The EU Emissions Trading System (EU ETS) is a mechanism within the scope of the EU’s policy to combat global warming and climate change. It introduces a cap system, whereby an operator is allocated a number of greenhouse gas emissions which can be released in a given time period. This cap is reduced over time so that the total emissions eventually decrease. The sum of all allowances given to various operators would amount to the overall cap. Since it is a ‘cap and trade’ system, operators can buy and sell emission allowances as needed. For instance, if a company has a number of allowances of emissions but only outputs half of the allowance, then it can sell that unused other half to another company which needs it. Operators which have excess unused allowances at the end of the year can either keep them for the next year, auction them or sell them. If emissions exceed the allowances held by an operator, heavy fines are imposed. This system encourages companies to invest in environmentally efficient technology.
Under the current EU ETS, all airlines operating in Europe, European and non-European alike, are required to monitor, report and verify their emissions, and to surrender allowances against those emissions. Based on the recent agreed amendments, the EU ETS will apply for intra-European flights, while the Carbon Offset and Reduction Scheme for International Aviation (CORSIA) will apply to extra-European flights to and from third countries participating in CORSIA ('clean cut') from 2022 to 2027. When global aviation emissions under CORSIA offsetting reach levels above 85% of 2019-levels, European airlines will have to offset their proportionate share with corresponding carbon credits, invested in emissions reductions in countries participating in CORSIA offsetting.
The Malta Resource Authority (MRA) is responsible for the operation of this trading scheme in Malta. Stationary installations include any large installations which perform industrial activities found within Annex I of the EU ETS Directive. Similarly, aircraft operators which perform flights within the EU must comply with the requirements of the EU ETS Directive.
Late last year a provisional agreement was also reached to include shipping emissions in the EU Emissions Trading System. The ‘cap and trade’ system is being extended to include the shipping sector.
Earlier this year a political agreement was reached between the European Parliament and the Council to increase the maritime transport sector's contribution to reaching the EU-wide target of reducing net greenhouse gas emissions by at least 55% by 2030, and to achieving climate neutrality in 2050. FuelEU Maritime, a new EU regulation, will ensure that the greenhouse gas intensity of fuels used by the sector will gradually decrease over time, by 2% in 2025 to 80% by 2050. This sets maximum limits on the yearly greenhouse gas intensity of the energy used by a ship. Targets will become more ambitious over time to reflect the developments in technology and the increased production of renewable and low carbon fuels. The targets cover carbon dioxide, methane and nitrous oxide emissions over the full lifecycle of the fuels.

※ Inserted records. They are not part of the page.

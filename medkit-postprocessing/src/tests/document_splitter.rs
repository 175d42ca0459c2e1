use medkit::{
    AnySpan, Attribute, DataItemKind, Entity, Metadata, ModifiedSpan, ProvTracer, Relation,
    Segment, Span, Spanned, TextAnnotation, TextDocument, Uid,
};

use crate::DocumentSplitter;

fn meta(key: &str, value: &str) -> Metadata {
    let mut metadata = Metadata::new();
    metadata.insert(key.to_string(), serde_json::Value::String(value.to_string()));
    metadata
}

fn modified(length: usize, start: usize, end: usize) -> AnySpan {
    AnySpan::Modified(ModifiedSpan::new(length, vec![Span::new(start, end)]))
}

fn sample_doc() -> TextDocument {
    let text = "The medkit library. This is a    large      entity";

    let normal = Segment::from_span("normal_sentence", Span::new(0, 18), "The medkit library")
        .with_metadata(meta("sent_id", "001"))
        .with_attr(Attribute::new("segment_attr", 0))
        .unwrap();
    let modified_sentence = Segment::new(
        "modified_sentence",
        vec![
            Span::new(20, 29).into(),
            modified(1, 29, 33),
            Span::new(33, 38).into(),
            modified(1, 38, 44),
            Span::new(44, 50).into(),
        ],
        "This is a large entity",
    )
    .with_metadata(meta("sent_id", "002"));

    let org = Entity::from_span("ORG", Span::new(4, 10), "medkit")
        .with_uid("e1")
        .with_attr(Attribute::new("entity_attr", 0))
        .unwrap();
    let large = Entity::new(
        "ENTITY",
        vec![Span::new(33, 38).into(), modified(1, 38, 44), Span::new(44, 50).into()],
        "large entity",
    )
    .with_uid("e2");
    let misc = Entity::from_span("MISC", Span::new(20, 24), "This").with_uid("e3");

    TextDocument::new(text)
        .with_metadata(meta("doc_id", "001"))
        .with_anns(vec![
            TextAnnotation::Segment(normal),
            TextAnnotation::Segment(modified_sentence),
            TextAnnotation::Entity(org),
            TextAnnotation::Entity(large),
            TextAnnotation::Entity(misc),
            TextAnnotation::Relation(Relation::new("not_related", Uid::from("e1"), Uid::from("e2"))),
            TextAnnotation::Relation(Relation::new("related", Uid::from("e2"), Uid::from("e3"))),
        ])
        .unwrap()
}

fn no_labels() -> Vec<String> {
    Vec::new()
}

#[test]
fn split_without_attrs() {
    let splitter = DocumentSplitter::new("normal_sentence")
        .with_entity_labels(["ORG"])
        .with_attr_labels(no_labels())
        .with_relation_labels(no_labels());

    let new_docs = splitter.run(&[sample_doc()], None).unwrap();
    assert_eq!(new_docs.len(), 1);

    let new_doc = &new_docs[0];
    assert_eq!(new_doc.text(), "The medkit library");
    assert_eq!(new_doc.metadata.get("sent_id"), Some(&serde_json::json!("001")));
    assert_eq!(new_doc.metadata.get("doc_id"), Some(&serde_json::json!("001")));
    assert_eq!(new_doc.metadata.len(), 2);
    assert!(new_doc.attrs.is_empty());

    let entities = new_doc.anns.get_entities(None);
    assert_eq!(entities.len(), 1);
    assert_eq!(entities[0].spans, vec![AnySpan::Span(Span::new(4, 10))]);
    assert!(entities[0].attrs.is_empty());
    assert_ne!(entities[0].uid, Uid::from("e1"));
}

#[test]
fn split_keeps_attrs_where_they_belong() {
    let splitter = DocumentSplitter::new("normal_sentence")
        .with_entity_labels(["ORG"])
        .with_relation_labels(no_labels());

    let new_docs = splitter.run(&[sample_doc()], None).unwrap();
    let new_doc = &new_docs[0];

    assert_eq!(new_doc.attrs.get(Some("segment_attr")).len(), 1);
    assert!(new_doc.attrs.get(Some("entity_attr")).is_empty());

    let entity = new_doc.anns.get_entities(Some("ORG"))[0];
    assert_eq!(entity.attrs.get(Some("entity_attr")).len(), 1);
    assert!(entity.attrs.get(Some("segment_attr")).is_empty());
}

#[test]
fn split_rebases_modified_spans() {
    let splitter = DocumentSplitter::new("modified_sentence")
        .with_entity_labels(["ENTITY"])
        .with_attr_labels(no_labels())
        .with_relation_labels(no_labels());

    let new_docs = splitter.run(&[sample_doc()], None).unwrap();
    assert_eq!(new_docs.len(), 1);

    let new_doc = &new_docs[0];
    assert_eq!(new_doc.text(), "This is a    large      entity");
    assert_eq!(new_doc.metadata.get("sent_id"), Some(&serde_json::json!("002")));

    let entities = new_doc.anns.get_entities(None);
    assert_eq!(entities.len(), 1);
    assert_eq!(
        entities[0].spans,
        vec![Span::new(13, 18).into(), modified(1, 18, 24), Span::new(24, 30).into()]
    );
    assert_eq!(entities[0].text, "large entity");
}

#[test]
fn split_entities_stay_in_bounds() {
    let new_docs = DocumentSplitter::new("modified_sentence")
        .run(&[sample_doc()], None)
        .unwrap();

    let new_doc = &new_docs[0];
    let text_len = new_doc.text_len();
    for entity in new_doc.anns.get_entities(None) {
        for span in entity.normalized_spans() {
            assert!(span.end <= text_len, "{} out of {}", span, text_len);
        }
    }
    // ORG lies in the other sentence
    assert!(new_doc.anns.get_entities(Some("ORG")).is_empty());
    assert_eq!(new_doc.anns.get_entities(None).len(), 2);
}

#[test]
fn split_remaps_relations() {
    let splitter = DocumentSplitter::new("modified_sentence")
        .with_entity_labels(["ENTITY", "MISC"])
        .with_attr_labels(no_labels())
        .with_relation_labels(["related"]);

    let new_docs = splitter.run(&[sample_doc()], None).unwrap();
    let new_doc = &new_docs[0];

    let relations = new_doc.anns.get_relations(None);
    assert_eq!(relations.len(), 1);

    let entity = new_doc.anns.get_entities(Some("ENTITY"))[0];
    let misc = new_doc.anns.get_entities(Some("MISC"))[0];
    assert_eq!(relations[0].source_id, entity.uid);
    assert_eq!(relations[0].target_id, misc.uid);
}

#[test]
fn split_drops_relations_leaving_the_segment() {
    // "not_related" links e1 (first sentence) to e2 (second sentence)
    let splitter = DocumentSplitter::new("modified_sentence").with_attr_labels(no_labels());

    let new_docs = splitter.run(&[sample_doc()], None).unwrap();
    let labels: Vec<&str> = new_docs[0]
        .anns
        .get_relations(None)
        .iter()
        .map(|rel| rel.label.as_str())
        .collect();

    assert_eq!(labels, vec!["related"]);
}

#[test]
fn split_drops_relations_to_filtered_out_entities() {
    // "related" links e2 (ENTITY) to e3 (MISC), and MISC is not selected
    let splitter = DocumentSplitter::new("modified_sentence")
        .with_entity_labels(["ENTITY"])
        .with_attr_labels(no_labels());

    let new_docs = splitter.run(&[sample_doc()], None).unwrap();
    let new_doc = &new_docs[0];

    assert_eq!(new_doc.anns.get_entities(None).len(), 1);
    assert!(new_doc.anns.get_entities(Some("MISC")).is_empty());
    assert!(new_doc.anns.get_relations(None).is_empty());
}

#[test]
fn split_follows_document_then_segment_order() {
    let first = sample_doc();
    let second = sample_doc();
    let splitter = DocumentSplitter::new("normal_sentence");

    let new_docs = splitter.run(&[first, second], None).unwrap();

    assert_eq!(new_docs.len(), 2);
    assert!(new_docs.iter().all(|doc| doc.text() == "The medkit library"));
    assert_ne!(new_docs[0].uid, new_docs[1].uid);
}

#[test]
fn split_records_provenance() {
    let doc = sample_doc();
    let splitter = DocumentSplitter::new("normal_sentence").with_relation_labels(no_labels());
    let mut tracer = ProvTracer::new();

    let new_docs = splitter.run(std::slice::from_ref(&doc), Some(&mut tracer)).unwrap();
    let new_doc = &new_docs[0];
    let op_uid = splitter.uid.clone();

    let sentence = doc.anns.get_segments(Some("normal_sentence"))[0];
    let doc_prov = tracer.get_prov(&new_doc.uid).unwrap();
    assert_eq!(doc_prov.kind, DataItemKind::Document);
    assert_eq!(doc_prov.op_uid, op_uid);
    assert_eq!(doc_prov.source_ids, vec![sentence.uid.clone()]);

    let segment_attr = sentence.attrs.get(Some("segment_attr"))[0];
    let doc_attr = new_doc.attrs.get(Some("segment_attr"))[0];
    let attr_prov = tracer.get_prov(&doc_attr.uid).unwrap();
    assert_eq!(attr_prov.source_ids, vec![segment_attr.uid.clone()]);

    let entity = new_doc.anns.get_entities(Some("ORG"))[0];
    let entity_prov = tracer.get_prov(&entity.uid).unwrap();
    assert_eq!(entity_prov.kind, DataItemKind::Entity);
    assert_eq!(entity_prov.source_ids, vec![Uid::from("e1")]);

    let entity_attr = entity.attrs.get(Some("entity_attr"))[0];
    assert!(tracer.get_prov(&entity_attr.uid).is_some());

    // one document, one doc attribute, one entity, one entity attribute
    assert_eq!(tracer.len(), 4);
    assert_eq!(
        tracer.get_op_desc(&op_uid).unwrap().class_name,
        "DocumentSplitter"
    );
}

#[test]
fn split_records_relation_provenance() {
    let doc = sample_doc();
    let splitter = DocumentSplitter::new("modified_sentence");
    let mut tracer = ProvTracer::new();

    let new_docs = splitter.run(std::slice::from_ref(&doc), Some(&mut tracer)).unwrap();
    let relation = new_docs[0].anns.get_relations(Some("related"))[0];
    let original = doc.anns.get_relations(Some("related"))[0];

    let prov = tracer.get_prov(&relation.uid).unwrap();
    assert_eq!(prov.kind, DataItemKind::Relation);
    assert_eq!(prov.source_ids, vec![original.uid.clone()]);
    assert_eq!(tracer.records_of_kind(DataItemKind::Entity).count(), 2);
}

#[test]
fn split_without_matching_segments() {
    let new_docs = DocumentSplitter::new("paragraph")
        .run(&[sample_doc()], None)
        .unwrap();
    assert!(new_docs.is_empty());
}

Starting from 2024, each company with vessels above 5000 gross tonnage trading within the EU/EEA is to purchase and surrender ETS emission allowances for each tonne of reported CO2 emissions.
Starting from 2026, emission allowances for methane and nitrous oxides will also have to be purchased and surrendered.
The scope for surrendering allowances will be phased in gradually. By 2025, shipping companies will have to surrender 40% of verified emissions for the year 2024; by 2026, shipping companies will have to surrender 70% of verified emissions for the year 2025; and by 2027, shipping companies will have to surrender 100% of verified emissions for the year 2026. The 100% surrender of verified emissions will carry on henceforth.
Within 3 months after the directive coming into force, an updated ship EU MRV monitoring plan, describing the method for monitoring and reporting of methane and nitrous oxide, must be verified and submitted to the administering authority of the company. By 31st March of each year starting from 2025, a duly verified company emission report needs to be submitted to the same administering authority.
Unlike in other sectors, shipping companies will not receive any free allowances. Emission allowances are to be acquired through auctions arranged by the European Energy Exchange (EEX). Furthermore, there is also a secondary market which allows for bilateral trading of allowances and for derivatives offered by financial institutions.